O Brasil submeteu nesta terça-feira (25) às Nações Unidas, pela primeira vez, sua meta nacional para conter a degradação de terras. O governo federal assumiu o compromisso de restaurar e evitar a deterioração de 3,6 milhões de km² até 2030 —equivalente a 43,1% do território nacional.

A apresentação do documento aconteceu durante a 17ª cúpula da ONU para o combate à desertificação e aos impactos da seca, conhecida pela sigla COP17. Iniciada no último dia 17, ela deve durar até a próxima sexta (28) em Ulan Bator, capital da Mongólia. Com representantes de mais de 190 países, a reunião ocorre a cada dois anos desde 1997.

O Brasil devia o compromisso desde 2018, após a adoção, na COP13, de uma estratégia para incentivar os signatários da convenção contra a desertificação a elaborar planos nacionais voluntários sobre o tema.

Regiões brasileiras de clima semiárido aumentaram, em média, cerca de 75 mil km² por década desde 1960, de acordo com estudo de 2023 do Cemaden (Centro Nacional de Monitoramento e Alertas de Desastres Naturais) e do Inpe (Instituto Nacional de Pesquisas Espaciais).

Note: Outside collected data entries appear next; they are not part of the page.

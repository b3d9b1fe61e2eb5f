//! Mock collaborators for testing

use async_trait::async_trait;
use image::DynamicImage;
use std::collections::VecDeque;
use std::sync::atomic::{AtomicU64, Ordering};
use std::sync::{Arc, Mutex};
use std::time::Duration;

use crate::{Capture, CaptureError, CapturedFrame, Detector, DetectionError, HostResult};

/// Capture backend that returns a blank frame
pub struct MockCapture {
    monitor_id: u32,
    grabs: AtomicU64,

    /// Configure grab to fail
    pub fail_capture: Arc<Mutex<bool>>,
}

impl MockCapture {
    pub fn new() -> Self {
        Self {
            monitor_id: 1,
            grabs: AtomicU64::new(0),
            fail_capture: Arc::new(Mutex::new(false)),
        }
    }

    pub fn set_fail(&self, fail: bool) {
        *self.fail_capture.lock().unwrap() = fail;
    }

    /// Number of grab calls so far, including failed ones
    pub fn grab_count(&self) -> u64 {
        self.grabs.load(Ordering::SeqCst)
    }
}

impl Default for MockCapture {
    fn default() -> Self {
        Self::new()
    }
}

#[async_trait]
impl Capture for MockCapture {
    async fn grab(&self) -> HostResult<CapturedFrame> {
        self.grabs.fetch_add(1, Ordering::SeqCst);

        if *self.fail_capture.lock().unwrap() {
            return Err(CaptureError::DeviceUnavailable("Mock capture failure".into()).into());
        }

        Ok(CapturedFrame {
            image: DynamicImage::new_rgb8(4, 4),
            monitor_id: self.monitor_id,
            captured_at: rollcall_util::now(),
        })
    }
}

/// Detector that replays scripted counts, then falls back to a default
pub struct MockDetector {
    script: Mutex<VecDeque<HostResult<u32>>>,
    calls: AtomicU64,
    last_min_score: Mutex<Option<f32>>,

    /// Count returned once the script is exhausted
    pub default_count: Arc<Mutex<u32>>,

    /// Simulated inference time
    pub delay: Arc<Mutex<Option<Duration>>>,
}

impl MockDetector {
    pub fn new(default_count: u32) -> Self {
        Self {
            script: Mutex::new(VecDeque::new()),
            calls: AtomicU64::new(0),
            last_min_score: Mutex::new(None),
            default_count: Arc::new(Mutex::new(default_count)),
            delay: Arc::new(Mutex::new(None)),
        }
    }

    /// Queue a count for the next call
    pub fn push_count(&self, count: u32) {
        self.script.lock().unwrap().push_back(Ok(count));
    }

    /// Queue a failure for the next call
    pub fn push_failure(&self, message: &str) {
        self.script
            .lock()
            .unwrap()
            .push_back(Err(DetectionError::ModelNotReady(message.into()).into()));
    }

    pub fn set_default(&self, count: u32) {
        *self.default_count.lock().unwrap() = count;
    }

    pub fn set_delay(&self, delay: Option<Duration>) {
        *self.delay.lock().unwrap() = delay;
    }

    pub fn call_count(&self) -> u64 {
        self.calls.load(Ordering::SeqCst)
    }

    pub fn last_min_score(&self) -> Option<f32> {
        *self.last_min_score.lock().unwrap()
    }
}

#[async_trait]
impl Detector for MockDetector {
    async fn count(&self, _image: &DynamicImage, min_score: f32) -> HostResult<u32> {
        self.calls.fetch_add(1, Ordering::SeqCst);
        *self.last_min_score.lock().unwrap() = Some(min_score);

        let delay = *self.delay.lock().unwrap();
        if let Some(delay) = delay {
            tokio::time::sleep(delay).await;
        }

        let scripted = self.script.lock().unwrap().pop_front();
        match scripted {
            Some(result) => result,
            None => Ok(*self.default_count.lock().unwrap()),
        }
    }
}
//! External command execution

use nix::sys::signal::{self, Signal};
use nix::unistd::Pid;
use std::borrow::Cow;
use std::process::Stdio;
use std::time::Duration;
use thiserror::Error;
use tokio::process::Command;
use tracing::{debug, warn};

/// Upper bound on how long a collaborator command may run
pub const DEFAULT_COMMAND_TIMEOUT: Duration = Duration::from_secs(30);

#[derive(Debug, Error)]
pub enum CommandError {
    #[error("Empty command")]
    Empty,

    #[error("Command not found: {0}")]
    NotFound(String),

    #[error("Failed to spawn command: {0}")]
    Spawn(#[from] std::io::Error),

    #[error("Command timed out after {0:?}")]
    TimedOut(Duration),

    #[error("Command exited with {status}: {stderr}")]
    Failed { status: String, stderr: String },
}

/// Captured output of a successful command
#[derive(Debug, Clone)]
pub struct CommandOutput {
    pub stdout: String,
    pub stderr: String,
}

/// Replace `{name}` placeholders in every argument
pub fn substitute(template: &[String], vars: &[(&str, &str)]) -> Vec<String> {
    template
        .iter()
        .map(|arg| {
            vars.iter().fold(arg.clone(), |acc, (name, value)| {
                acc.replace(&format!("{{{}}}", name), value)
            })
        })
        .collect()
}

/// Render argv as a shell-quoted string for logs
pub fn render_command(argv: &[String]) -> String {
    argv.iter()
        .map(|arg| shell_escape::escape(Cow::Borrowed(arg.as_str())).into_owned())
        .collect::<Vec<_>>()
        .join(" ")
}

/// Run a command in its own process group, killing the group on timeout
pub async fn run_command(argv: &[String], timeout: Duration) -> Result<CommandOutput, CommandError> {
    let (program, args) = argv.split_first().ok_or(CommandError::Empty)?;

    debug!(command = %render_command(argv), "Running collaborator command");

    let mut cmd = Command::new(program);
    cmd.args(args)
        .stdin(Stdio::null())
        .stdout(Stdio::piped())
        .stderr(Stdio::piped())
        .process_group(0)
        .kill_on_drop(true);

    let child = cmd.spawn().map_err(|e| match e.kind() {
        std::io::ErrorKind::NotFound => CommandError::NotFound(program.clone()),
        _ => CommandError::Spawn(e),
    })?;
    let pid = child.id();

    let output = match tokio::time::timeout(timeout, child.wait_with_output()).await {
        Ok(result) => result?,
        Err(_) => {
            if let Some(pid) = pid {
                let pgid = Pid::from_raw(pid as i32);
                if let Err(e) = signal::killpg(pgid, Signal::SIGKILL) {
                    warn!(pid, error = %e, "Failed to kill timed-out command group");
                }
            }
            return Err(CommandError::TimedOut(timeout));
        }
    };

    let stdout = String::from_utf8_lossy(&output.stdout).into_owned();
    let stderr = String::from_utf8_lossy(&output.stderr).into_owned();

    if !output.status.success() {
        return Err(CommandError::Failed {
            status: output.status.to_string(),
            stderr: stderr.trim().to_string(),
        });
    }

    Ok(CommandOutput { stdout, stderr })
}
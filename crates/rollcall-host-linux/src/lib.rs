//! Linux collaborators for rollcalld
//!
//! Both backends shell out to configured commands:
//! - `CommandCapture` runs a screenshot tool and decodes the PNG it writes
//! - `CommandDetector` hands a PNG to a face counter and parses its stdout

mod capture;
mod detector;
mod process;

pub use capture::*;
pub use detector::*;
pub use process::*;
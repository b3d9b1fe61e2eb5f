//! rollcallctl - control client for rollcalld
//!
//! Shows period state, skips or retries periods, changes the headcount
//! policy and follows the event stream.

use anyhow::{bail, Context, Result};
use clap::{Parser, Subcommand};
use rollcall_api::{
    AttemptSummary, Command, DisplayState, EventPayload, PeriodView, ResponsePayload,
    ResponseResult, SchedulerSnapshot, VerificationMode,
};
use rollcall_ipc::IpcClient;
use rollcall_util::{default_socket_path, format_clock_time, format_countdown, PeriodId};
use std::path::PathBuf;

#[derive(Parser, Debug)]
#[command(name = "rollcallctl")]
#[command(about = "Control the rollcalld attendance service", long_about = None)]
struct Args {
    /// Socket path (or set ROLLCALL_SOCKET env var)
    #[arg(short, long, env = "ROLLCALL_SOCKET", default_value_os_t = default_socket_path())]
    socket: PathBuf,

    /// Print raw JSON responses
    #[arg(long)]
    json: bool,

    #[command(subcommand)]
    command: Action,
}

#[derive(Subcommand, Debug)]
enum Action {
    /// Show every period and the current policy
    Status,
    /// Mark a period as skipped (0 = checkout, 1-8 = class periods)
    Skip { period: u8 },
    /// Reset a period and run one attempt now
    Retry { period: u8 },
    /// Set the verification mode
    SetMode { mode: VerificationMode },
    /// Set the number of students (the instructor is added automatically)
    SetStudents { count: u32 },
    /// Show recent attendance records
    Log {
        #[arg(short = 'n', long, default_value_t = 20)]
        limit: usize,
    },
    /// Follow service events until interrupted
    Watch,
    /// Check that the service is answering
    Ping,
}

fn period_arg(raw: u8) -> Result<PeriodId> {
    PeriodId::new(raw).with_context(|| format!("invalid period {}: expected 0-8", raw))
}

#[tokio::main]
async fn main() -> Result<()> {
    let args = Args::parse();

    let mut client = IpcClient::connect(&args.socket)
        .await
        .with_context(|| format!("Failed to connect to rollcalld at {:?}", args.socket))?;

    let command = match args.command {
        Action::Status => Command::GetState,
        Action::Skip { period } => Command::Skip {
            period: period_arg(period)?,
        },
        Action::Retry { period } => Command::Retry {
            period: period_arg(period)?,
        },
        Action::SetMode { mode } => Command::UpdateSettings {
            mode: Some(mode),
            student_count: None,
        },
        Action::SetStudents { count } => Command::UpdateSettings {
            mode: None,
            student_count: Some(count),
        },
        Action::Log { limit } => Command::RecentLog { limit },
        Action::Ping => Command::Ping,
        Action::Watch => return watch(client, args.json).await,
    };

    let response = client.send(command).await?;
    let payload = match response.result {
        ResponseResult::Ok(payload) => payload,
        ResponseResult::Err(e) => bail!("{:?}: {}", e.code, e.message),
    };

    if args.json {
        println!("{}", serde_json::to_string_pretty(&payload)?);
        return Ok(());
    }

    match payload {
        ResponsePayload::State(snapshot) => print_snapshot(&snapshot),
        ResponsePayload::Skipped { period, already } => {
            if already {
                println!("{} was already skipped", period.label());
            } else {
                println!("{} skipped", period.label());
            }
        }
        ResponsePayload::RetryFinished(report) => print_attempt(&report),
        ResponsePayload::SettingsUpdated(settings) => {
            println!(
                "Mode {}, {} students (required headcount {})",
                settings.mode,
                settings.student_count,
                settings.threshold()
            );
        }
        ResponsePayload::Log(records) => {
            if records.is_empty() {
                println!("No attendance records");
            }
            for r in records {
                println!(
                    "{}  {:<10} {:<18} {:>3}/{:<3} {} {}",
                    r.timestamp.format("%Y-%m-%d %H:%M:%S"),
                    r.period_label,
                    r.status.as_str(),
                    r.detected_count,
                    r.threshold,
                    r.file_name,
                    r.note
                );
            }
        }
        ResponsePayload::Pong => println!("rollcalld is running"),
        other => println!("{:?}", other),
    }

    Ok(())
}

async fn watch(client: IpcClient, json: bool) -> Result<()> {
    let mut events = client.subscribe().await?;

    loop {
        let event = events.next().await?;

        if json {
            println!("{}", serde_json::to_string(&event)?);
            continue;
        }

        let at = format_clock_time(&event.timestamp);
        match event.payload {
            EventPayload::StateChanged(snapshot) => print_snapshot(&snapshot),
            EventPayload::StatusChanged { period, from, to } => {
                println!("[{}] {}: {} -> {}", at, period.label(), from, to);
            }
            EventPayload::AttemptFinished(report) => {
                print!("[{}] ", at);
                print_attempt(&report);
            }
            EventPayload::StorageFault {
                period,
                kind,
                message,
            } => {
                println!(
                    "[{}] {}: {} ({}), retry manually once fixed",
                    at,
                    period.label(),
                    kind,
                    message
                );
            }
            EventPayload::PeriodTimedOut { period } => {
                println!("[{}] {}: window closed without success", at, period.label());
            }
            EventPayload::SettingsChanged(settings) => {
                println!(
                    "[{}] settings: mode {}, {} students",
                    at, settings.mode, settings.student_count
                );
            }
            EventPayload::Shutdown => {
                println!("[{}] rollcalld is shutting down", at);
                return Ok(());
            }
        }
    }
}

fn print_snapshot(snapshot: &SchedulerSnapshot) {
    println!(
        "Mode {}, {} students, required {} (minimum {})",
        snapshot.settings.mode,
        snapshot.settings.student_count,
        snapshot.threshold,
        snapshot.effective_minimum
    );
    println!();
    for view in &snapshot.periods {
        let mut line = format!("  {:<10} {}  {}", view.label, view.window, describe(view));
        if let Some(left) = open_for(view, snapshot) {
            line.push_str(&format!(", closes in {}", left));
        }
        println!("{}", line);
    }
}

/// Time left for automatic attempts, for periods still collecting
fn open_for(view: &PeriodView, snapshot: &SchedulerSnapshot) -> Option<String> {
    if view.status.is_terminal() {
        return None;
    }
    view.window
        .remaining_duration(&snapshot.at)
        .map(format_countdown)
}

fn describe(view: &PeriodView) -> String {
    match &view.display {
        DisplayState::Idle => "waiting".into(),
        DisplayState::Detecting => "detecting...".into(),
        DisplayState::Retrying {
            last_detected,
            next_attempt_at,
        } => {
            let detected = last_detected
                .map(|n| n.to_string())
                .unwrap_or_else(|| "-".into());
            match next_attempt_at {
                Some(next) => format!("retrying (last {}, next {})", detected, format_clock_time(next)),
                None => format!("retrying (last {})", detected),
            }
        }
        DisplayState::NeedsAttention { reason } => format!("NEEDS ATTENTION: {}", reason),
        DisplayState::Completed { file: Some(file) } => format!("done ({})", file.display()),
        DisplayState::Completed { file: None } => "done".into(),
        DisplayState::Skipped => "skipped".into(),
        DisplayState::TimedOut => "timed out".into(),
    }
}

fn print_attempt(report: &AttemptSummary) {
    let detected = report
        .detected
        .map(|n| n.to_string())
        .unwrap_or_else(|| "-".into());
    println!(
        "{}: {} (detected {}, need {}) {}",
        report.period.label(),
        if report.result.is_success() { "success" } else { "not yet" },
        detected,
        report.effective_minimum,
        report.note
    );
}
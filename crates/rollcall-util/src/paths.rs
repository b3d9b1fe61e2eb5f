//! Default paths for rollcall components
//!
//! Paths are user-writable by default (no root required):
//! - Socket: `$XDG_RUNTIME_DIR/rollcall/rollcalld.sock` or `/tmp/rollcall-$USER/rollcalld.sock`
//! - Config: `$XDG_CONFIG_HOME/rollcall/config.toml` or `~/.config/rollcall/config.toml`
//! - Data: `$XDG_DATA_HOME/rollcall` or `~/.local/share/rollcall`
//! - Evidence: `~/Desktop`

use std::path::PathBuf;

/// Environment variable for overriding the socket path
pub const ROLLCALL_SOCKET_ENV: &str = "ROLLCALL_SOCKET";

/// Environment variable for overriding the data directory
pub const ROLLCALL_DATA_DIR_ENV: &str = "ROLLCALL_DATA_DIR";

const SOCKET_FILENAME: &str = "rollcalld.sock";
const CONFIG_FILENAME: &str = "config.toml";
const APP_DIR: &str = "rollcall";

/// Get the default socket path.
///
/// Order of precedence:
/// 1. `$ROLLCALL_SOCKET` environment variable (if set)
/// 2. `$XDG_RUNTIME_DIR/rollcall/rollcalld.sock` (if XDG_RUNTIME_DIR is set)
/// 3. `/tmp/rollcall-$USER/rollcalld.sock` (fallback)
pub fn default_socket_path() -> PathBuf {
    if let Ok(path) = std::env::var(ROLLCALL_SOCKET_ENV) {
        return PathBuf::from(path);
    }

    socket_path_without_env()
}

/// Get the socket path without checking ROLLCALL_SOCKET env var.
pub fn socket_path_without_env() -> PathBuf {
    if let Ok(runtime_dir) = std::env::var("XDG_RUNTIME_DIR") {
        return PathBuf::from(runtime_dir).join(APP_DIR).join(SOCKET_FILENAME);
    }

    let username = std::env::var("USER").unwrap_or_else(|_| "unknown".to_string());
    PathBuf::from(format!("/tmp/{}-{}", APP_DIR, username)).join(SOCKET_FILENAME)
}

/// Get the default configuration file path.
pub fn default_config_path() -> PathBuf {
    if let Ok(config_home) = std::env::var("XDG_CONFIG_HOME") {
        return PathBuf::from(config_home).join(APP_DIR).join(CONFIG_FILENAME);
    }

    if let Ok(home) = std::env::var("HOME") {
        return PathBuf::from(home)
            .join(".config")
            .join(APP_DIR)
            .join(CONFIG_FILENAME);
    }

    PathBuf::from("/etc").join(APP_DIR).join(CONFIG_FILENAME)
}

/// Get the default data directory (attendance database).
///
/// Order of precedence:
/// 1. `$ROLLCALL_DATA_DIR` environment variable (if set)
/// 2. `$XDG_DATA_HOME/rollcall` (if XDG_DATA_HOME is set)
/// 3. `~/.local/share/rollcall` (fallback)
pub fn default_data_dir() -> PathBuf {
    if let Ok(path) = std::env::var(ROLLCALL_DATA_DIR_ENV) {
        return PathBuf::from(path);
    }

    data_dir_without_env()
}

/// Get the data directory without checking ROLLCALL_DATA_DIR env var.
pub fn data_dir_without_env() -> PathBuf {
    if let Ok(data_home) = std::env::var("XDG_DATA_HOME") {
        return PathBuf::from(data_home).join(APP_DIR);
    }

    if let Ok(home) = std::env::var("HOME") {
        return PathBuf::from(home)
            .join(".local")
            .join("share")
            .join(APP_DIR);
    }

    PathBuf::from("/tmp").join(APP_DIR).join("data")
}

/// Default folder for evidence images and the daily CSV log
pub fn default_save_path() -> PathBuf {
    match std::env::var("HOME") {
        Ok(home) => PathBuf::from(home).join("Desktop"),
        Err(_) => PathBuf::from("/tmp").join(APP_DIR).join("evidence"),
    }
}

#[cfg(test)]
mod tests {
    use super::*;

    #[test]
    fn socket_path_contains_app_dir() {
        let path = socket_path_without_env();
        assert!(path.to_string_lossy().contains("rollcall"));
        assert!(path.to_string_lossy().ends_with(".sock"));
    }

    #[test]
    fn config_path_is_toml() {
        let path = default_config_path();
        assert!(path.to_string_lossy().contains("rollcall"));
        assert_eq!(path.extension().and_then(|e| e.to_str()), Some("toml"));
    }

    #[test]
    fn data_dir_contains_app_dir() {
        let path = data_dir_without_env();
        assert!(path.to_string_lossy().contains("rollcall"));
    }
}
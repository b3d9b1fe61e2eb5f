//! IPC client implementation

use rollcall_api::{Command, Event, Request, Response, ResponseResult};
use std::collections::VecDeque;
use std::path::Path;
use tokio::io::{AsyncBufReadExt, AsyncWriteExt, BufReader};
use tokio::net::unix::{OwnedReadHalf, OwnedWriteHalf};
use tokio::net::UnixStream;
use tracing::debug;

use crate::{IpcError, IpcResult};

/// A line from the service is either a response or a pushed event
enum Incoming {
    Response(Response),
    Event(Event),
}

/// IPC client for rollcalld
pub struct IpcClient {
    reader: BufReader<OwnedReadHalf>,
    writer: OwnedWriteHalf,
    next_request_id: u64,
    /// Events that arrived while waiting for a response
    pending: VecDeque<Event>,
}

impl IpcClient {
    pub async fn connect(socket_path: impl AsRef<Path>) -> IpcResult<Self> {
        let stream = UnixStream::connect(socket_path).await?;
        let (read_half, write_half) = stream.into_split();

        Ok(Self {
            reader: BufReader::new(read_half),
            writer: write_half,
            next_request_id: 1,
            pending: VecDeque::new(),
        })
    }

    /// Send a command and wait for its response
    pub async fn send(&mut self, command: Command) -> IpcResult<Response> {
        let request_id = self.next_request_id;
        self.next_request_id += 1;

        let request = Request::new(request_id, command);
        let mut json = serde_json::to_string(&request)?;
        json.push('\n');
        self.writer.write_all(json.as_bytes()).await?;

        loop {
            match read_incoming(&mut self.reader).await? {
                Incoming::Response(response) if response.request_id == request_id => {
                    return Ok(response);
                }
                // Id 0 is a rejection of a line the server could not parse
                Incoming::Response(response) if response.request_id == 0 => {
                    return Ok(response);
                }
                Incoming::Response(response) => {
                    debug!(request_id = response.request_id, "Ignoring stale response");
                }
                Incoming::Event(event) => self.pending.push_back(event),
            }
        }
    }

    /// Subscribe to events and consume this client to return an event stream
    pub async fn subscribe(mut self) -> IpcResult<EventStream> {
        let response = self.send(Command::SubscribeEvents).await?;

        if let ResponseResult::Err(e) = response.result {
            return Err(IpcError::ServerError(e.message));
        }

        Ok(EventStream {
            reader: self.reader,
            pending: self.pending,
            _writer: self.writer,
        })
    }
}

/// Stream of events from rollcalld
pub struct EventStream {
    reader: BufReader<OwnedReadHalf>,
    pending: VecDeque<Event>,
    // Dropping the write half would half-close the socket
    _writer: OwnedWriteHalf,
}

impl EventStream {
    /// Wait for the next event
    pub async fn next(&mut self) -> IpcResult<Event> {
        if let Some(event) = self.pending.pop_front() {
            return Ok(event);
        }

        loop {
            match read_incoming(&mut self.reader).await? {
                Incoming::Event(event) => return Ok(event),
                Incoming::Response(response) => {
                    debug!(request_id = response.request_id, "Ignoring response on event stream");
                }
            }
        }
    }
}

async fn read_incoming(reader: &mut BufReader<OwnedReadHalf>) -> IpcResult<Incoming> {
    let mut line = String::new();
    loop {
        line.clear();
        let n = reader.read_line(&mut line).await?;
        if n == 0 {
            return Err(IpcError::ConnectionClosed);
        }

        let trimmed = line.trim();
        if trimmed.is_empty() {
            continue;
        }

        // Responses carry a request id, events a timestamp and payload
        if let Ok(response) = serde_json::from_str::<Response>(trimmed) {
            return Ok(Incoming::Response(response));
        }
        return Ok(Incoming::Event(serde_json::from_str::<Event>(trimmed)?));
    }
}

Esse avanço levou à intensificação dessas condições na caatinga, onde foi identificada a primeira área de clima árido no país: no norte da Bahia, a quantidade de água que evapora da superfície é maior do que a reposta pelas chuvas, causando um déficit hídrico. Também houve aumento das condições de semiaridez sobre áreas do cerrado.